Hydrogen peroxide and other reactive oxygen species are intimately involved in endothelial cell signaling. In many cell types, the AMP-activated protein kinase (AMPK) has been implicated in the control of metabolic responses, but the role of endothelial cell redox signaling in the modulation of AMPK remains to be completely defined. We used RNA interference and pharmacological methods to establish that H2O2 is a critical activator of AMPK in cultured bovine aortic endothelial cells (BAECs). H2O2 treatment of BAECs rapidly and significantly increases the phosphorylation of AMPK. The EC50 for H2O2-promoted phosphorylation of AMPK is 65 +/- 15 mu M, within the physiological range of cellular H2O2 concentrations.

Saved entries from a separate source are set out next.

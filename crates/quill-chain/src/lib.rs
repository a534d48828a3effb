//! Chain-facing plumbing for quill services: a narrow RPC client trait, a
//! durable nonce sequencer, a gas price oracle and the transaction publisher
//! that drives the broadcast contracts.

pub mod client;
pub mod errors;
pub mod gas_oracle;
pub(crate) mod metrics;
pub mod nonce;
pub mod params;
pub mod publisher;
pub mod signer;

pub use client::ChainClient;
pub use errors::BlockchainError;
pub use gas_oracle::GasOracle;
pub use metrics::Metrics;
pub use nonce::{
    NonceContext,
    NoncePool,
    NonceSequencer,
};
pub use publisher::Publisher;
pub use signer::TransactionSigner;

#[cfg(test)]
pub(crate) mod test_utils;
impl<C: ChainClient> Publisher<C> {
    /// Appends a message to a group's log, returning the emitted
    /// `MessageSent` event.
    #[instrument(skip_all, err)]
    pub async fn publish_message(
        &self,
        group_id: [u8; 16],
        message: Vec<u8>,
    ) -> Result<MessageSentFilter, BlockchainError> {
        let calldata = AddMessageCall {
            group_id,
            message: message.into(),
        }
        .encode();
        self.submit(self.message_broadcaster, calldata.into(), |receipt| {
            single_event::<MessageSentFilter>(receipt)
        })
        .await
    }

    /// Replays a batch of messages with explicit sequence ids, one
    /// `MessageSent` event per entry.
    #[instrument(skip_all, fields(batch_len = group_ids.len()), err)]
    pub async fn bootstrap_messages(
        &self,
        group_ids: Vec<[u8; 16]>,
        messages: Vec<Vec<u8>>,
        sequence_ids: Vec<u64>,
    ) -> Result<Vec<MessageSentFilter>, BlockchainError> {
        validate_batch(&[group_ids.len(), messages.len(), sequence_ids.len()])?;
        let expected = group_ids.len();
        let calldata = BootstrapMessagesCall {
            group_ids,
            messages: messages.into_iter().map(Into::into).collect(),
            sequence_ids,
        }
        .encode();
        self.submit(self.message_broadcaster, calldata.into(), move |receipt| {
            extract_events::<MessageSentFilter>(receipt, expected)
        })
        .await
    }

    /// Appends an identity update to an inbox's log.
    #[instrument(skip_all, err)]
    pub async fn publish_identity_update(
        &self,
        inbox_id: [u8; 32],
        update: Vec<u8>,
    ) -> Result<IdentityUpdateCreatedFilter, BlockchainError> {
        let calldata = AddIdentityUpdateCall {
            inbox_id,
            update: update.into(),
        }
        .encode();
        self.submit(
            self.identity_update_broadcaster,
            calldata.into(),
            |receipt| single_event::<IdentityUpdateCreatedFilter>(receipt),
        )
        .await
    }

    /// Replays a batch of identity updates with explicit sequence ids.
    #[instrument(skip_all, fields(batch_len = inbox_ids.len()), err)]
    pub async fn bootstrap_identity_updates(
        &self,
        inbox_ids: Vec<[u8; 32]>,
        updates: Vec<Vec<u8>>,
        sequence_ids: Vec<u64>,
    ) -> Result<Vec<IdentityUpdateCreatedFilter>, BlockchainError> {
        validate_batch(&[inbox_ids.len(), updates.len(), sequence_ids.len()])?;
        let expected = inbox_ids.len();
        let calldata = BootstrapIdentityUpdatesCall {
            inbox_ids,
            updates: updates.into_iter().map(Into::into).collect(),
            sequence_ids,
        }
        .encode();
        self.submit(
            self.identity_update_broadcaster,
            calldata.into(),
            move |receipt| extract_events::<IdentityUpdateCreatedFilter>(receipt, expected),
        )
        .await
    }

    /// Reads a registry parameter via `eth_call` and unpacks it as `kind`.
    #[instrument(skip_all, fields(key = key), err)]
    pub async fn get_parameter(
        &self,
        key: &str,
        kind: ParamKind,
    ) -> Result<ParamValue, BlockchainError> {
        let calldata = GetCall {
            key: key.to_string(),
        }
        .encode();
        let tx = TypedTransaction::Legacy(
            TransactionRequest::new()
                .to(self.parameter_registry)
                .data(calldata),
        );
        let output = self
            .client
            .call(&tx)
            .await
            .map_err(|report| BlockchainError::new(&report))?;
        let word: [u8; 32] = output.as_ref().try_into().map_err(|_| {
            BlockchainError::from_message(format!(
                "parameter registry returned {} bytes, expected a 32 byte word",
                output.len(),
            ))
        })?;
        ParamValue::unpack(kind, word).map_err(into_blockchain_error)
    }

    /// Sets a registry parameter. Returns `Ok(None)` without broadcasting if
    /// the registry reports the value is already current.
    #[instrument(skip_all, fields(key = key), err)]
    pub async fn set_parameter(
        &self,
        key: &str,
        value: ParamValue,
    ) -> Result<Option<ParameterSetFilter>, BlockchainError> {
        let word = value.pack().map_err(into_blockchain_error)?;
        let calldata = SetCall {
            key: key.to_string(),
            value: word,
        }
        .encode();
        if self.preflight(calldata.clone().into()).await?.is_none() {
            debug!(key, "parameter already up to date, nothing to broadcast");
            return Ok(None);
        }
        self.submit(self.parameter_registry, calldata.into(), |receipt| {
            single_event::<ParameterSetFilter>(receipt)
        })
        .await
        .map(Some)
    }

    /// Sets a batch of `uint64` registry parameters in one transaction.
    /// Returns `Ok(empty)` without broadcasting if nothing would change.
    #[instrument(skip_all, fields(batch_len = entries.len()), err)]
    pub async fn set_many_u64_parameters(
        &self,
        entries: &[(String, u64)],
    ) -> Result<Vec<ParameterSetFilter>, BlockchainError> {
        validate_batch(&[entries.len()])?;
        let mut keys = Vec::with_capacity(entries.len());
        let mut values = Vec::with_capacity(entries.len());
        for (key, value) in entries {
            keys.push(key.clone());
            values.push(
                ParamValue::Uint64(*value)
                    .pack()
                    .map_err(into_blockchain_error)?,
            );
        }
        let expected = entries.len();
        let calldata = SetManyCall { keys, values }.encode();
        if self.preflight(calldata.clone().into()).await?.is_none() {
            debug!("parameters already up to date, nothing to broadcast");
            return Ok(Vec::new());
        }
        self.submit(self.parameter_registry, calldata.into(), move |receipt| {
            extract_events::<ParameterSetFilter>(receipt, expected)
        })
        .await
    }

    /// Stops the background replenish task and waits for it to exit.
    pub async fn shutdown(self) {
        self.shutdown_token.cancel();
        if let Err(error) = self.replenish_task.await {
            warn!(
                error = &error as &dyn std::error::Error,
                "replenish task failed during shutdown"
            );
        }
    }

    /// Balance precheck plus gas estimation against the pending state.
    ///
    /// `Ok(Some(gas))` means the transaction should be broadcast, `Ok(None)`
    /// that the registry reported no change is needed.
    async fn preflight(&self, calldata: Bytes) -> Result<Option<U256>, BlockchainError> {
        let from = self.signer.address();
        let balance = self
            .client
            .balance(from)
            .await
            .map_err(|report| BlockchainError::new(&report))?;
        if balance.is_zero() {
            return Err(BlockchainError::from_message(format!(
                "account {from:#x} has zero balance"
            )));
        }
        let tx = TypedTransaction::Legacy(
            TransactionRequest::new()
                .from(from)
                .to(self.parameter_registry)
                .data(calldata),
        );
        match self.client.estimate_gas(&tx).await {
            Ok(gas) => Ok(Some(gas)),
            Err(report) => {
                let error = BlockchainError::new(&report);
                if error.is_no_change() {
                    Ok(None)
                } else {
                    Err(error)
                }
            }
        }
    }

    /// Reserve a nonce, broadcast, classify rejections, confirm, decode.
    ///
    /// Each iteration settles its reservation exactly once: consumed when the
    /// chain used the nonce, cancelled when it is still free.
    async fn submit<T>(
        &self,
        to: Address,
        calldata: Bytes,
        decode: impl Fn(&TransactionReceipt) -> Result<T, EventError>,
    ) -> Result<T, BlockchainError> {
        loop {
            let nonce_ctx = self
                .sequencer
                .get_nonce()
                .await
                .map_err(into_blockchain_error)?;
            let nonce = nonce_ctx.nonce();

            let gas_price = self.oracle.gas_price().await;
            let tx = TypedTransaction::Legacy(
                TransactionRequest::new()
                    .from(self.signer.address())
                    .to(to)
                    .gas(GAS_LIMIT)
                    .gas_price(gas_price)
                    .data(calldata.clone())
                    .nonce(nonce)
                    .chain_id(self.chain_id),
            );
            let signature = match self.signer.sign_transaction(&tx).await {
                Ok(signature) => signature,
                Err(report) => {
                    cancel_reservation(nonce_ctx).await;
                    return Err(BlockchainError::new(&report));
                }
            };
            let raw = tx.rlp_signed(&signature);

            let submitted_at = Instant::now();
            self.metrics.increment_transaction_submission_count();
            let hash = match self.client.send_raw_transaction(raw).await {
                Ok(hash) => {
                    self.metrics
                        .record_transaction_submission_latency(submitted_at.elapsed());
                    hash
                }
                Err(report) => {
                    self.metrics.increment_transaction_submission_failure_count();
                    let error = BlockchainError::new(&report);
                    match retry::classify(&error.to_string()) {
                        Classification::NonceConsumed => {
                            debug!(
                                nonce,
                                error = &error as &dyn std::error::Error,
                                "nonce already used on chain; consuming and retrying",
                            );
                            self.metrics.increment_nonce_consumed_retry_count();
                            nonce_ctx.consume().await.map_err(into_blockchain_error)?;
                            continue;
                        }
                        Classification::Backoff => {
                            debug!(
                                nonce,
                                error = &error as &dyn std::error::Error,
                                "nonce ahead of the node's pending count; backing off",
                            );
                            self.metrics.increment_nonce_backoff_count();
                            cancel_reservation(nonce_ctx).await;
                            let wait = Duration::from_millis(
                                rand::thread_rng().gen_range(0..=MAX_NONCE_BACKOFF_MILLIS),
                            );
                            tokio::time::sleep(wait).await;
                            continue;
                        }
                        Classification::Fatal => {
                            cancel_reservation(nonce_ctx).await;
                            return Err(error);
                        }
                    }
                }
            };

            let receipt = match self.wait_for_receipt(hash).await {
                Ok(receipt) => receipt,
                Err(report) => {
                    // the nonce may still end up consumed on chain; the next
                    // broadcast on it will be classified and retried
                    cancel_reservation(nonce_ctx).await;
                    return Err(BlockchainError::new(&report));
                }
            };
            let value = match decode(&receipt) {
                Ok(value) => value,
                Err(error) => {
                    cancel_reservation(nonce_ctx).await;
                    return Err(into_blockchain_error(error));
                }
            };
            self.metrics
                .record_confirmation_latency(submitted_at.elapsed());
            nonce_ctx.consume().await.map_err(into_blockchain_error)?;
            return Ok(value);
        }
    }

    async fn wait_for_receipt(&self, hash: H256) -> eyre::Result<TransactionReceipt> {
        let deadline = Instant::now() + CONFIRMATION_TIMEOUT;
        loop {
            if let Some(receipt) = self.client.transaction_receipt(hash).await? {
                ensure!(
                    receipt.status == Some(1.into()),
                    "transaction {hash:#x} reverted on chain",
                );
                return Ok(receipt);
            }
            if Instant::now() >= deadline {
                bail!("timed out waiting for receipt of transaction {hash:#x}");
            }
            tokio::time::sleep(RECEIPT_POLL_INTERVAL).await;
        }
    }
}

The Ca2+/calmodulin-dependent protein kinase kinase-beta (CaMKK beta) inhibitor STO-609 abolishes H2O2-dependent AMPK activation, whereas eNOS inhibitors enhance AMPK activation. Similarly, siRNA-mediated knockdown of CaMKK beta abrogates AMPK activation, whereas siRNA-mediated knockdown of eNOS leads to a striking increase in AMPK phosphorylation. Cellular imaging studies using the H(2)O2 biosensor HyPer show that siRNA-mediated eNOS knockdown leads to a marked increase in intracellular H2O2 generation, which is blocked by PEG-catalase. eNOS(-/-) mice show a marked increase in AMPK phosphorylation in liver and lung compared to wild-type mice. Lung endothelial cells from eNOS(-/-) mice also show a significant increase in AMPK phosphorylation. Taken together, these results establish that CaMKK beta is critically involved in mediating the phosphorylation of AMPK promoted by H2O2 in endothelial cells, and document that eNOS is an important negative regulator of AMPK phosphorylation and intracellular H2O2 generation in endothelial cells.